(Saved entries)
▶
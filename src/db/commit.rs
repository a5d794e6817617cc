use sqlx::postgres::PgQueryResult;
use sqlx::{PgConnection, PgPool};

use super::to_db;
use crate::error::CommitError;
use crate::id::{SiegeId, TileId};
use crate::model::{Intent, Mutation};

/// Apply an intent in one transaction.
///
/// Each statement carries the precondition its mutation relies on in its
/// WHERE clause; a statement that touches no row rolls the whole intent back
/// as [`CommitError::Stale`].
pub async fn commit_intent(pool: &PgPool, intent: &Intent) -> Result<(), CommitError> {
    if intent.is_noop() {
        return Ok(());
    }
    let mut tx = pool.begin().await?;
    for mutation in &intent.mutations {
        apply(&mut tx, mutation).await?;
    }
    tx.commit().await?;
    tracing::debug!(mutations = intent.mutations.len(), "intent committed");
    Ok(())
}

async fn apply(conn: &mut PgConnection, mutation: &Mutation) -> Result<(), CommitError> {
    match mutation {
        Mutation::SetPlayerHouse { player, house } => {
            let done = sqlx::query("UPDATE players SET house = $2 WHERE id = $1 AND house IS NULL")
                .bind(player.as_str())
                .bind(house.as_str())
                .execute(&mut *conn)
                .await?;
            touched(done, || format!("{player} already joined a house"))
        }
        Mutation::SpendTroops { player, troops } => {
            let done = sqlx::query(
                "UPDATE players SET troops = troops - $2 WHERE id = $1 AND troops >= $2",
            )
            .bind(player.as_str())
            .bind(to_db(*troops))
            .execute(&mut *conn)
            .await?;
            touched(done, || format!("{player} no longer has {troops} troops"))
        }
        Mutation::AdjustPlayer {
            player,
            troops,
            money,
        } => {
            let done = sqlx::query(
                "UPDATE players SET troops = GREATEST(troops + $2, 0), \
                 money = GREATEST(money + $3, 0) WHERE id = $1",
            )
            .bind(player.as_str())
            .bind(*troops)
            .bind(*money)
            .execute(&mut *conn)
            .await?;
            touched(done, || format!("player {player} does not exist"))
        }
        Mutation::SetTileOwner { tile, owner } => {
            let done = sqlx::query("UPDATE tiles SET owner = $2 WHERE id = $1")
                .bind(tile.as_str())
                .bind(owner.as_ref().map(|h| h.as_str()))
                .execute(&mut *conn)
                .await?;
            touched(done, || format!("tile {tile} does not exist"))
        }
        Mutation::InsertSiege {
            tile,
            attacker,
            created_at,
            expires_at,
        } => {
            let result = sqlx::query(
                "INSERT INTO sieges (tile, attacker, created_at, expires_at, state) \
                 SELECT $1, $2, $3, $4, 'active' \
                 WHERE EXISTS (SELECT 1 FROM tiles WHERE id = $1) \
                 AND NOT EXISTS (SELECT 1 FROM sieges WHERE tile = $1 AND state = 'active')",
            )
            .bind(tile.as_str())
            .bind(attacker.as_str())
            .bind(to_db(created_at.as_millis()))
            .bind(to_db(expires_at.as_millis()))
            .execute(&mut *conn)
            .await;
            match result {
                Ok(done) => touched(done, || format!("a siege is already active on {tile}")),
                Err(sqlx::Error::Database(err)) if err.is_unique_violation() => Err(
                    CommitError::Stale(format!("a siege is already active on {tile}")),
                ),
                Err(err) => Err(err.into()),
            }
        }
        Mutation::RemovePledges { siege, tile } => {
            lock_active_siege(conn, *siege, tile).await?;
            sqlx::query("DELETE FROM pledges WHERE siege = $1")
                .bind(to_db(siege.0))
                .execute(&mut *conn)
                .await?;
            Ok(())
        }
        Mutation::RemoveSiege { siege, tile } => {
            let done =
                sqlx::query("DELETE FROM sieges WHERE id = $1 AND tile = $2 AND state = 'active'")
                    .bind(to_db(siege.0))
                    .bind(tile.as_str())
                    .execute(&mut *conn)
                    .await?;
            touched(done, || format!("siege {siege} on {tile} is no longer active"))
        }
        Mutation::InsertPledge {
            siege,
            tile,
            player,
            troops,
            side,
            pledged_at,
        } => {
            let done = sqlx::query(
                "INSERT INTO pledges (siege, player, troops, side, pledged_at) \
                 SELECT $1, $3, $4, $5, $6 \
                 WHERE EXISTS (SELECT 1 FROM sieges WHERE id = $1 AND tile = $2 AND state = 'active')",
            )
            .bind(to_db(siege.0))
            .bind(tile.as_str())
            .bind(player.as_str())
            .bind(to_db(*troops))
            .bind(side.as_str())
            .bind(to_db(pledged_at.as_millis()))
            .execute(&mut *conn)
            .await?;
            touched(done, || format!("the siege on {tile} has ended"))
        }
        Mutation::InsertWar { pair } => {
            let done = sqlx::query(
                "INSERT INTO wars (house_a, house_b) VALUES ($1, $2) ON CONFLICT DO NOTHING",
            )
            .bind(pair.first().as_str())
            .bind(pair.second().as_str())
            .execute(&mut *conn)
            .await?;
            touched(done, || format!("{pair} are already at war"))
        }
        Mutation::RemoveWar { pair } => {
            let done = sqlx::query("DELETE FROM wars WHERE house_a = $1 AND house_b = $2")
                .bind(pair.first().as_str())
                .bind(pair.second().as_str())
                .execute(&mut *conn)
                .await?;
            touched(done, || format!("{pair} are not at war"))
        }
        Mutation::InsertWarVote { vote } => {
            let done = sqlx::query(
                "INSERT INTO war_votes (voter, house, choice, cast_at) VALUES ($1, $2, $3, $4) \
                 ON CONFLICT DO NOTHING",
            )
            .bind(vote.voter.as_str())
            .bind(vote.house.as_str())
            .bind(vote.choice.key())
            .bind(to_db(vote.cast_at.as_millis()))
            .execute(&mut *conn)
            .await?;
            touched(done, || format!("{} already voted", vote.voter))
        }
        Mutation::RemoveWarVotes { voters, .. } => {
            let voters: Vec<String> = voters.iter().map(|v| v.as_str().to_string()).collect();
            sqlx::query("DELETE FROM war_votes WHERE voter = ANY($1)")
                .bind(voters)
                .execute(&mut *conn)
                .await?;
            Ok(())
        }
        Mutation::InsertTruceVote { vote } => {
            let pair = vote.pair();
            let done = sqlx::query(
                "INSERT INTO truce_votes (voter, house, target, choice, cast_at, pair_a, pair_b) \
                 SELECT $1, $2, $3, $4, $5, $6, $7 \
                 WHERE EXISTS (SELECT 1 FROM wars WHERE house_a = $6 AND house_b = $7) \
                 ON CONFLICT DO NOTHING",
            )
            .bind(vote.voter.as_str())
            .bind(vote.house.as_str())
            .bind(vote.target.as_str())
            .bind(vote.choice.as_str())
            .bind(to_db(vote.cast_at.as_millis()))
            .bind(pair.first().as_str())
            .bind(pair.second().as_str())
            .execute(&mut *conn)
            .await?;
            touched(done, || {
                format!("{} cannot vote on a truce between {pair}", vote.voter)
            })
        }
        Mutation::RemoveTruceVotes { pair } => {
            sqlx::query("DELETE FROM truce_votes WHERE pair_a = $1 AND pair_b = $2")
                .bind(pair.first().as_str())
                .bind(pair.second().as_str())
                .execute(&mut *conn)
                .await?;
            Ok(())
        }
    }
}

async fn lock_active_siege(
    conn: &mut PgConnection,
    siege: SiegeId,
    tile: &TileId,
) -> Result<(), CommitError> {
    let row: Option<(i64,)> = sqlx::query_as(
        "SELECT id FROM sieges WHERE id = $1 AND tile = $2 AND state = 'active' FOR UPDATE",
    )
    .bind(to_db(siege.0))
    .bind(tile.as_str())
    .fetch_optional(&mut *conn)
    .await?;
    match row {
        Some(_) => Ok(()),
        None => Err(CommitError::Stale(format!(
            "siege {siege} on {tile} is no longer active"
        ))),
    }
}

fn touched(done: PgQueryResult, stale: impl FnOnce() -> String) -> Result<(), CommitError> {
    if done.rows_affected() == 0 {
        Err(CommitError::Stale(stale()))
    } else {
        Ok(())
    }
}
◀
> **What to work on**
Which lines above contain the word "crate"? Show each of them.

> **Response to the exercise**
use crate::error::CommitError;
use crate::id::{SiegeId, TileId};
use crate::model::{Intent, Mutation};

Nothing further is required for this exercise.